Stored data:
━━━━━━━━━━━━━━━━━━━━

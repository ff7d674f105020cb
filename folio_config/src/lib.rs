use std::{
    net::IpAddr,
    path::{Path, PathBuf},
};

use anyhow::{ensure, Context};
use config::{File, FileFormat};
use folio_models::{l10n::Language, ui::Theme};
use serde::Deserialize;
use url::Url;

pub use crate::duration::Duration;

mod duration;

pub const DEFAULT_CONFIG_PATH: &str = concat!(env!("CARGO_MANIFEST_DIR"), "/../config.toml");

pub fn load(paths: &[impl AsRef<Path>]) -> anyhow::Result<Config> {
    load_with_override(paths, &[])
}

/// Loads the config files in order, then applies each toml snippet in
/// `overrides` on top.
pub fn load_with_override(
    paths: &[impl AsRef<Path>],
    overrides: &[&str],
) -> anyhow::Result<Config> {
    let builder = paths
        .iter()
        .try_fold(config::Config::builder(), |builder, path| {
            let path = path.as_ref();
            let content = std::fs::read_to_string(path)
                .with_context(|| format!("Failed to read config file at {}", path.display()))?;
            let source = File::from_str(&content, FileFormat::Toml);
            anyhow::Ok(builder.add_source(source))
        })?;

    let config: Config = overrides
        .iter()
        .fold(builder, |builder, &snippet| {
            builder.add_source(File::from_str(snippet, FileFormat::Toml))
        })
        .build()?
        .try_deserialize()
        .context("Failed to load config")?;

    config.validate()?;

    Ok(config)
}

#[derive(Debug, Deserialize)]
pub struct Config {
    pub http: HttpConfig,
    pub relay: RelayConfig,
    pub contact: ContactConfig,
    pub ui: UiConfig,
    pub toast: ToastConfig,
    #[serde(default)]
    pub portfolio: PortfolioConfig,
}

impl Config {
    fn validate(&self) -> anyhow::Result<()> {
        ensure!(
            self.relay.path.starts_with('/'),
            "relay.path must start with a '/', got {:?}",
            self.relay.path
        );

        match self.contact.relay {
            ContactRelayKind::Web3forms => ensure!(
                self.contact.web3forms.is_some(),
                "contact.relay is \"web3forms\" but [contact.web3forms] is missing"
            ),
            ContactRelayKind::Function => ensure!(
                self.contact.function.is_some(),
                "contact.relay is \"function\" but [contact.function] is missing"
            ),
        }

        ensure!(self.toast.limit > 0, "toast.limit must be at least 1");

        Ok(())
    }
}

#[derive(Debug, Deserialize)]
pub struct HttpConfig {
    pub host: IpAddr,
    pub port: u16,
}

#[derive(Debug, Deserialize)]
pub struct RelayConfig {
    pub path: String,
}

#[derive(Debug, Deserialize)]
pub struct ContactConfig {
    pub sender_name: String,
    pub relay: ContactRelayKind,
    pub web3forms: Option<Web3FormsConfig>,
    pub function: Option<FunctionRelayConfig>,
}

#[derive(Debug, Clone, Copy, PartialEq, Eq, Deserialize)]
#[serde(rename_all = "lowercase")]
pub enum ContactRelayKind {
    Web3forms,
    Function,
}

#[derive(Debug, Deserialize)]
pub struct Web3FormsConfig {
    pub endpoint: Url,
    pub access_key: String,
}

#[derive(Debug, Deserialize)]
pub struct FunctionRelayConfig {
    pub endpoint: Url,
    pub api_key: Option<String>,
}

#[derive(Debug, Deserialize)]
pub struct UiConfig {
    pub default_language: Language,
    pub default_theme: Theme,
}

#[derive(Debug, Deserialize)]
pub struct ToastConfig {
    pub duration: Duration,
    pub limit: usize,
}

#[derive(Debug, Default, Deserialize)]
pub struct PortfolioConfig {
    pub content: Option<PathBuf>,
}

#[cfg(test)]
mod tests {
    use folio_utils::assert_matches;

    use super::*;

    #[test]
    fn load_default_config() {
        let config = load(&[Path::new(DEFAULT_CONFIG_PATH)]).unwrap();
        assert_eq!(config.contact.relay, ContactRelayKind::Web3forms);
        assert_eq!(config.ui.default_language, Language::En);
        assert_eq!(config.ui.default_theme, Theme::Light);
        assert_eq!(*config.toast.duration, std::time::Duration::from_secs(5));
        assert_eq!(config.toast.limit, 1);
        assert_matches!(config.portfolio.content, None);
    }

    #[test]
    fn override_values() {
        let config = load_with_override(
            &[Path::new(DEFAULT_CONFIG_PATH)],
            &[
                "contact.relay = \"function\"",
                "contact.function.api_key = \"secret\"",
                "ui.default_language = \"ru\"",
            ],
        )
        .unwrap();

        assert_eq!(config.contact.relay, ContactRelayKind::Function);
        assert_eq!(
            config.contact.function.unwrap().api_key.as_deref(),
            Some("secret")
        );
        assert_eq!(config.ui.default_language, Language::Ru);
    }

    #[test]
    fn invalid_relay_path() {
        let result = load_with_override(
            &[Path::new(DEFAULT_CONFIG_PATH)],
            &["relay.path = \"functions/v1/send-contact-email\""],
        );
        assert!(result.is_err());
    }

    #[test]
    fn missing_config_file() {
        let result = load(&[Path::new("/nonexistent/folio.toml")]);
        assert!(result.is_err());
    }
}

━━━━━━━━━━━━━━━━━━━━

Task requirements: Word for word, please print every line from the beginning of the records to the line bearing "let source = File::from_str(&content, FileFormat::Toml);", counting both ends and stopping there.

Response to the exercise:
repository ff7d674f105020cb
filename folio_config/src/lib.rs
use std::{
    net::IpAddr,
    path::{Path, PathBuf},
};

use anyhow::{ensure, Context};
use config::{File, FileFormat};
use folio_models::{l10n::Language, ui::Theme};
use serde::Deserialize;
use url::Url;

pub use crate::duration::Duration;

mod duration;

pub const DEFAULT_CONFIG_PATH: &str = concat!(env!("CARGO_MANIFEST_DIR"), "/../config.toml");

pub fn load(paths: &[impl AsRef<Path>]) -> anyhow::Result<Config> {
    load_with_override(paths, &[])
}

/// Loads the config files in order, then applies each toml snippet in
/// `overrides` on top.
pub fn load_with_override(
    paths: &[impl AsRef<Path>],
    overrides: &[&str],
) -> anyhow::Result<Config> {
    let builder = paths
        .iter()
        .try_fold(config::Config::builder(), |builder, path| {
            let path = path.as_ref();
            let content = std::fs::read_to_string(path)
                .with_context(|| format!("Failed to read config file at {}", path.display()))?;
            let source = File::from_str(&content, FileFormat::Toml);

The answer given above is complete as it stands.